* Work request
Go through the records underneath and write each one out again exactly.

* Available data
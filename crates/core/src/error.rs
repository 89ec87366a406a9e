//! Domain error model.

use thiserror::Error;

/// Result type used across the domain layer.
pub type DomainResult<T> = Result<T, DomainError>;

/// Domain-level error.
///
/// Deterministic business failures only. Store conflicts, retries and other
/// infrastructure concerns have their own error types in the infra layer.
#[derive(Debug, Error, Clone, PartialEq, Eq)]
pub enum DomainError {
    /// A value failed validation (e.g. malformed or out-of-range input).
    #[error("validation failed: {0}")]
    Validation(String),

    /// An identifier was invalid (e.g. parse failure).
    #[error("invalid identifier: {0}")]
    InvalidId(String),
}

impl DomainError {
    pub fn validation(msg: impl Into<String>) -> Self {
        Self::Validation(msg.into())
    }

    pub fn invalid_id(msg: impl Into<String>) -> Self {
        Self::InvalidId(msg.into())
    }
}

* Answer box
filename crates/core/src/error.rs
repository 89ec87366a406a9e
//! Domain error model.

use thiserror::Error;

/// Result type used across the domain layer.
pub type DomainResult<T> = Result<T, DomainError>;

/// Domain-level error.
///
/// Deterministic business failures only. Store conflicts, retries and other
/// infrastructure concerns have their own error types in the infra layer.
#[derive(Debug, Error, Clone, PartialEq, Eq)]
pub enum DomainError {
    /// A value failed validation (e.g. malformed or out-of-range input).
    #[error("validation failed: {0}")]
    Validation(String),

    /// An identifier was invalid (e.g. parse failure).
    #[error("invalid identifier: {0}")]
    InvalidId(String),
}

impl DomainError {
    pub fn validation(msg: impl Into<String>) -> Self {
        Self::Validation(msg.into())
    }

    pub fn invalid_id(msg: impl Into<String>) -> Self {
        Self::InvalidId(msg.into())
    }
}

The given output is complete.